Material for the task below:

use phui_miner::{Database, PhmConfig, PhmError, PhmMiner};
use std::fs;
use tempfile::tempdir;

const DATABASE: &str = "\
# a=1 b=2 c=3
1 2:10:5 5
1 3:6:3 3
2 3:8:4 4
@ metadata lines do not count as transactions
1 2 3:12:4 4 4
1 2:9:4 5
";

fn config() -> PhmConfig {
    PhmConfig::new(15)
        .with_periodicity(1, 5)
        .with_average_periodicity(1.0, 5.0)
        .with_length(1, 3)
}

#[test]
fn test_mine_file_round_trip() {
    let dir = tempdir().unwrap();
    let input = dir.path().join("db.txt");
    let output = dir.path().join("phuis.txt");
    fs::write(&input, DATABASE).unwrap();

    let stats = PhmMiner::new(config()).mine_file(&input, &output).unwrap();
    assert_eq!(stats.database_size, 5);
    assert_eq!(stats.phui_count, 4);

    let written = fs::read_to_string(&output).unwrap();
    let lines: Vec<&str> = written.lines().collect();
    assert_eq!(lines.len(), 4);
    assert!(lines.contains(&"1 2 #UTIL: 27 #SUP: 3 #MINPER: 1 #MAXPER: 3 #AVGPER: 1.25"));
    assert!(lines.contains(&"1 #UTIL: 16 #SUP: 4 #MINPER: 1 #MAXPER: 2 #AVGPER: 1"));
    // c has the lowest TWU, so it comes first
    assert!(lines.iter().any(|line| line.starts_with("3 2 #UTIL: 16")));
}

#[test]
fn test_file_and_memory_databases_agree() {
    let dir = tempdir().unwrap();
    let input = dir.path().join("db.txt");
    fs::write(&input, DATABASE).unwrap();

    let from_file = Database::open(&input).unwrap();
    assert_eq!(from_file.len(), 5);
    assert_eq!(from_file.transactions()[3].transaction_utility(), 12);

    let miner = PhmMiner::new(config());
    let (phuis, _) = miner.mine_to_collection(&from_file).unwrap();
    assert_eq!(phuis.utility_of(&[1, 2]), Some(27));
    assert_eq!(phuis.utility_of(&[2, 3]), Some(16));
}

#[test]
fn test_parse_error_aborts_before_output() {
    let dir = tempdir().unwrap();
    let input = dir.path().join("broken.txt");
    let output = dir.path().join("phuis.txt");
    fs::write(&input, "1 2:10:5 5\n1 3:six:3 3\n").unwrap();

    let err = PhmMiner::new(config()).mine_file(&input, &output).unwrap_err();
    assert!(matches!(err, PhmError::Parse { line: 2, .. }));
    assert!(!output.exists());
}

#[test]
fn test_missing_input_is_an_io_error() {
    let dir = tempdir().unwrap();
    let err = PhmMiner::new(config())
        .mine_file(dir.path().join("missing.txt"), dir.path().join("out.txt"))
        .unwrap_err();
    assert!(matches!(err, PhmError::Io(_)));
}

End of Material for the task.

■ Your assignment: Among the entries, how many lines carry "phuis"? Reply with a number and nothing else.

■ Exercise answer: 5